▶ Task item
Reproduce every line that appears below, precisely and completely.

[The records Boundary: Start]

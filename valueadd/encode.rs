//! # Feature Encoding
//!
//! Turns observations into the fixed-width numeric matrix consumed by the
//! tree ensembles. Categorical covariates use ordinal codes: the distinct
//! levels seen in the training partition are sorted lexicographically and
//! numbered from zero. The level table is frozen at fit time and reused
//! unchanged for every later `encode` call, so a code means the same level
//! for the whole run.
//!
//! A level absent from the training partition is never coerced to an
//! existing code. Depending on `UnseenCategoryPolicy` it either fails the
//! run or maps to the covariate's unknown code, which is one past the last
//! known level.

use crate::types::{CovariateKind, CovariateSchema, CovariateValue, ObservationSet};
use ndarray::{Array1, Array2};
use serde::{Deserialize, Serialize};
use std::collections::{BTreeSet, HashMap};
use thiserror::Error;

/// What to do with a categorical level that was not present at fit time.
#[derive(Debug, Clone, Copy, PartialEq, Eq, Default, Serialize, Deserialize)]
#[serde(rename_all = "snake_case")]
pub enum UnseenCategoryPolicy {
    #[default]
    Fail,
    UnknownBucket,
}

#[derive(Error, Debug, Clone, PartialEq)]
pub enum EncodingError {
    #[error(
        "Category '{value}' of covariate '{covariate}' was not present in the training partition."
    )]
    UnseenCategory { covariate: String, value: String },
    #[error("Covariate '{covariate}' expects a {expected} value but received a {found} value.")]
    KindMismatch {
        covariate: String,
        expected: CovariateKind,
        found: CovariateKind,
    },
    #[error("No value was provided for covariate '{0}'.")]
    MissingCovariate(String),
    #[error("Observations were assembled for a different covariate schema than the encoder.")]
    SchemaMismatch,
}

/// Encoded covariates, one row per observation, columns in schema order.
#[derive(Debug, Clone)]
pub struct FeatureMatrix {
    pub columns: Vec<String>,
    pub values: Array2<f64>,
    /// Number of cells mapped to an unknown code.
    pub unseen: usize,
}

impl FeatureMatrix {
    pub fn nrows(&self) -> usize {
        self.values.nrows()
    }

    pub fn ncols(&self) -> usize {
        self.values.ncols()
    }

    /// Copies the rows at `indices` into a new matrix.
    pub fn select_rows(&self, indices: &[usize]) -> Array2<f64> {
        self.values.select(ndarray::Axis(0), indices)
    }
}

/// The per-run encoding table.
#[derive(Debug, Clone, PartialEq)]
pub struct FeatureEncoder {
    schema: CovariateSchema,
    policy: UnseenCategoryPolicy,
    /// `Some(levels)` for categorical covariates, sorted; `None` for continuous ones.
    levels: Vec<Option<Vec<String>>>,
}

impl FeatureEncoder {
    /// Builds the level tables from the training observations.
    pub fn fit(training: &ObservationSet, policy: UnseenCategoryPolicy) -> Self {
        let schema = training.schema().clone();
        let levels = schema
            .iter()
            .enumerate()
            .map(|(position, covariate)| match covariate.kind {
                CovariateKind::Continuous => None,
                CovariateKind::Categorical => {
                    let distinct: BTreeSet<&str> = training
                        .iter()
                        .filter_map(|o| match &o.covariates[position] {
                            CovariateValue::Categorical(level) => Some(level.as_str()),
                            CovariateValue::Continuous(_) => None,
                        })
                        .collect();
                    Some(distinct.into_iter().map(str::to_string).collect())
                }
            })
            .collect::<Vec<Option<Vec<String>>>>();

        for (covariate, table) in schema.iter().zip(&levels) {
            if let Some(table) = table {
                log::debug!(
                    "Encoding '{}' with {} levels: {:?}",
                    covariate.name,
                    table.len(),
                    table
                );
            }
        }

        Self {
            schema,
            policy,
            levels,
        }
    }

    pub fn schema(&self) -> &CovariateSchema {
        &self.schema
    }

    pub fn policy(&self) -> UnseenCategoryPolicy {
        self.policy
    }

    /// The known levels of a categorical covariate, in code order.
    pub fn levels(&self, covariate: &str) -> Option<&[String]> {
        let position = self.schema.position(covariate)?;
        self.levels[position].as_deref()
    }

    /// The code assigned to unseen levels of a categorical covariate.
    pub fn unknown_code(&self, covariate: &str) -> Option<f64> {
        self.levels(covariate).map(|l| l.len() as f64)
    }

    /// Encodes every observation of `set` in schema column order.
    pub fn encode(&self, set: &ObservationSet) -> Result<FeatureMatrix, EncodingError> {
        if set.schema() != &self.schema {
            return Err(EncodingError::SchemaMismatch);
        }

        let width = self.schema.len();
        let mut values = Array2::zeros((set.len(), width));
        let mut unseen = 0usize;

        for (row, observation) in set.iter().enumerate() {
            for (col, value) in observation.covariates.iter().enumerate() {
                let (code, bucketed) = self.encode_value(col, value)?;
                if bucketed {
                    unseen += 1;
                }
                values[[row, col]] = code;
            }
        }

        if unseen > 0 {
            log::warn!("{unseen} categorical values were not seen during fitting and were bucketed as unknown");
        }

        Ok(FeatureMatrix {
            columns: self.schema.names().into_iter().map(str::to_string).collect(),
            values,
            unseen,
        })
    }

    /// Encodes a single covariate profile given by name, as used for what-if predictions.
    pub fn encode_profile(
        &self,
        profile: &HashMap<String, CovariateValue>,
    ) -> Result<Array1<f64>, EncodingError> {
        self.schema
            .iter()
            .enumerate()
            .map(|(col, covariate)| {
                let value = profile
                    .get(&covariate.name)
                    .ok_or_else(|| EncodingError::MissingCovariate(covariate.name.clone()))?;
                self.encode_value(col, value).map(|(code, _)| code)
            })
            .collect()
    }

    /// Returns the code for one cell and whether it landed in the unknown bucket.
    fn encode_value(&self, col: usize, value: &CovariateValue) -> Result<(f64, bool), EncodingError> {
        let covariate = self.schema.get(col).ok_or(EncodingError::SchemaMismatch)?;
        match (&self.levels[col], value) {
            (None, CovariateValue::Continuous(v)) => Ok((*v, false)),
            (Some(levels), CovariateValue::Categorical(level)) => {
                match levels.binary_search_by(|probe| probe.as_str().cmp(level.as_str())) {
                    Ok(code) => Ok((code as f64, false)),
                    Err(_) => match self.policy {
                        UnseenCategoryPolicy::Fail => Err(EncodingError::UnseenCategory {
                            covariate: covariate.name.clone(),
                            value: level.clone(),
                        }),
                        UnseenCategoryPolicy::UnknownBucket => Ok((levels.len() as f64, true)),
                    },
                }
            }
            (_, other) => Err(EncodingError::KindMismatch {
                covariate: covariate.name.clone(),
                expected: covariate.kind,
                found: other.kind(),
            }),
        }
    }
}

[The records Boundary: End]

▶ Expected answer
filename valueadd/encode.rs
//! # Feature Encoding
//!
//! Turns observations into the fixed-width numeric matrix consumed by the
//! tree ensembles. Categorical covariates use ordinal codes: the distinct
//! levels seen in the training partition are sorted lexicographically and
//! numbered from zero. The level table is frozen at fit time and reused
//! unchanged for every later `encode` call, so a code means the same level
//! for the whole run.
//!
//! A level absent from the training partition is never coerced to an
//! existing code. Depending on `UnseenCategoryPolicy` it either fails the
//! run or maps to the covariate's unknown code, which is one past the last
//! known level.

use crate::types::{CovariateKind, CovariateSchema, CovariateValue, ObservationSet};
use ndarray::{Array1, Array2};
use serde::{Deserialize, Serialize};
use std::collections::{BTreeSet, HashMap};
use thiserror::Error;

/// What to do with a categorical level that was not present at fit time.
#[derive(Debug, Clone, Copy, PartialEq, Eq, Default, Serialize, Deserialize)]
#[serde(rename_all = "snake_case")]
pub enum UnseenCategoryPolicy {
    #[default]
    Fail,
    UnknownBucket,
}

#[derive(Error, Debug, Clone, PartialEq)]
pub enum EncodingError {
    #[error(
        "Category '{value}' of covariate '{covariate}' was not present in the training partition."
    )]
    UnseenCategory { covariate: String, value: String },
    #[error("Covariate '{covariate}' expects a {expected} value but received a {found} value.")]
    KindMismatch {
        covariate: String,
        expected: CovariateKind,
        found: CovariateKind,
    },
    #[error("No value was provided for covariate '{0}'.")]
    MissingCovariate(String),
    #[error("Observations were assembled for a different covariate schema than the encoder.")]
    SchemaMismatch,
}

/// Encoded covariates, one row per observation, columns in schema order.
#[derive(Debug, Clone)]
pub struct FeatureMatrix {
    pub columns: Vec<String>,
    pub values: Array2<f64>,
    /// Number of cells mapped to an unknown code.
    pub unseen: usize,
}

impl FeatureMatrix {
    pub fn nrows(&self) -> usize {
        self.values.nrows()
    }

    pub fn ncols(&self) -> usize {
        self.values.ncols()
    }

    /// Copies the rows at `indices` into a new matrix.
    pub fn select_rows(&self, indices: &[usize]) -> Array2<f64> {
        self.values.select(ndarray::Axis(0), indices)
    }
}

/// The per-run encoding table.
#[derive(Debug, Clone, PartialEq)]
pub struct FeatureEncoder {
    schema: CovariateSchema,
    policy: UnseenCategoryPolicy,
    /// `Some(levels)` for categorical covariates, sorted; `None` for continuous ones.
    levels: Vec<Option<Vec<String>>>,
}

impl FeatureEncoder {
    /// Builds the level tables from the training observations.
    pub fn fit(training: &ObservationSet, policy: UnseenCategoryPolicy) -> Self {
        let schema = training.schema().clone();
        let levels = schema
            .iter()
            .enumerate()
            .map(|(position, covariate)| match covariate.kind {
                CovariateKind::Continuous => None,
                CovariateKind::Categorical => {
                    let distinct: BTreeSet<&str> = training
                        .iter()
                        .filter_map(|o| match &o.covariates[position] {
                            CovariateValue::Categorical(level) => Some(level.as_str()),
                            CovariateValue::Continuous(_) => None,
                        })
                        .collect();
                    Some(distinct.into_iter().map(str::to_string).collect())
                }
            })
            .collect::<Vec<Option<Vec<String>>>>();

        for (covariate, table) in schema.iter().zip(&levels) {
            if let Some(table) = table {
                log::debug!(
                    "Encoding '{}' with {} levels: {:?}",
                    covariate.name,
                    table.len(),
                    table
                );
            }
        }

        Self {
            schema,
            policy,
            levels,
        }
    }

    pub fn schema(&self) -> &CovariateSchema {
        &self.schema
    }

    pub fn policy(&self) -> UnseenCategoryPolicy {
        self.policy
    }

    /// The known levels of a categorical covariate, in code order.
    pub fn levels(&self, covariate: &str) -> Option<&[String]> {
        let position = self.schema.position(covariate)?;
        self.levels[position].as_deref()
    }

    /// The code assigned to unseen levels of a categorical covariate.
    pub fn unknown_code(&self, covariate: &str) -> Option<f64> {
        self.levels(covariate).map(|l| l.len() as f64)
    }

    /// Encodes every observation of `set` in schema column order.
    pub fn encode(&self, set: &ObservationSet) -> Result<FeatureMatrix, EncodingError> {
        if set.schema() != &self.schema {
            return Err(EncodingError::SchemaMismatch);
        }

        let width = self.schema.len();
        let mut values = Array2::zeros((set.len(), width));
        let mut unseen = 0usize;

        for (row, observation) in set.iter().enumerate() {
            for (col, value) in observation.covariates.iter().enumerate() {
                let (code, bucketed) = self.encode_value(col, value)?;
                if bucketed {
                    unseen += 1;
                }
                values[[row, col]] = code;
            }
        }

        if unseen > 0 {
            log::warn!("{unseen} categorical values were not seen during fitting and were bucketed as unknown");
        }

        Ok(FeatureMatrix {
            columns: self.schema.names().into_iter().map(str::to_string).collect(),
            values,
            unseen,
        })
    }

    /// Encodes a single covariate profile given by name, as used for what-if predictions.
    pub fn encode_profile(
        &self,
        profile: &HashMap<String, CovariateValue>,
    ) -> Result<Array1<f64>, EncodingError> {
        self.schema
            .iter()
            .enumerate()
            .map(|(col, covariate)| {
                let value = profile
                    .get(&covariate.name)
                    .ok_or_else(|| EncodingError::MissingCovariate(covariate.name.clone()))?;
                self.encode_value(col, value).map(|(code, _)| code)
            })
            .collect()
    }

    /// Returns the code for one cell and whether it landed in the unknown bucket.
    fn encode_value(&self, col: usize, value: &CovariateValue) -> Result<(f64, bool), EncodingError> {
        let covariate = self.schema.get(col).ok_or(EncodingError::SchemaMismatch)?;
        match (&self.levels[col], value) {
            (None, CovariateValue::Continuous(v)) => Ok((*v, false)),
            (Some(levels), CovariateValue::Categorical(level)) => {
                match levels.binary_search_by(|probe| probe.as_str().cmp(level.as_str())) {
                    Ok(code) => Ok((code as f64, false)),
                    Err(_) => match self.policy {
                        UnseenCategoryPolicy::Fail => Err(EncodingError::UnseenCategory {
                            covariate: covariate.name.clone(),
                            value: level.clone(),
                        }),
                        UnseenCategoryPolicy::UnknownBucket => Ok((levels.len() as f64, true)),
                    },
                }
            }
            (_, other) => Err(EncodingError::KindMismatch {
                covariate: covariate.name.clone(),
                expected: covariate.kind,
                found: other.kind(),
            }),
        }
    }
}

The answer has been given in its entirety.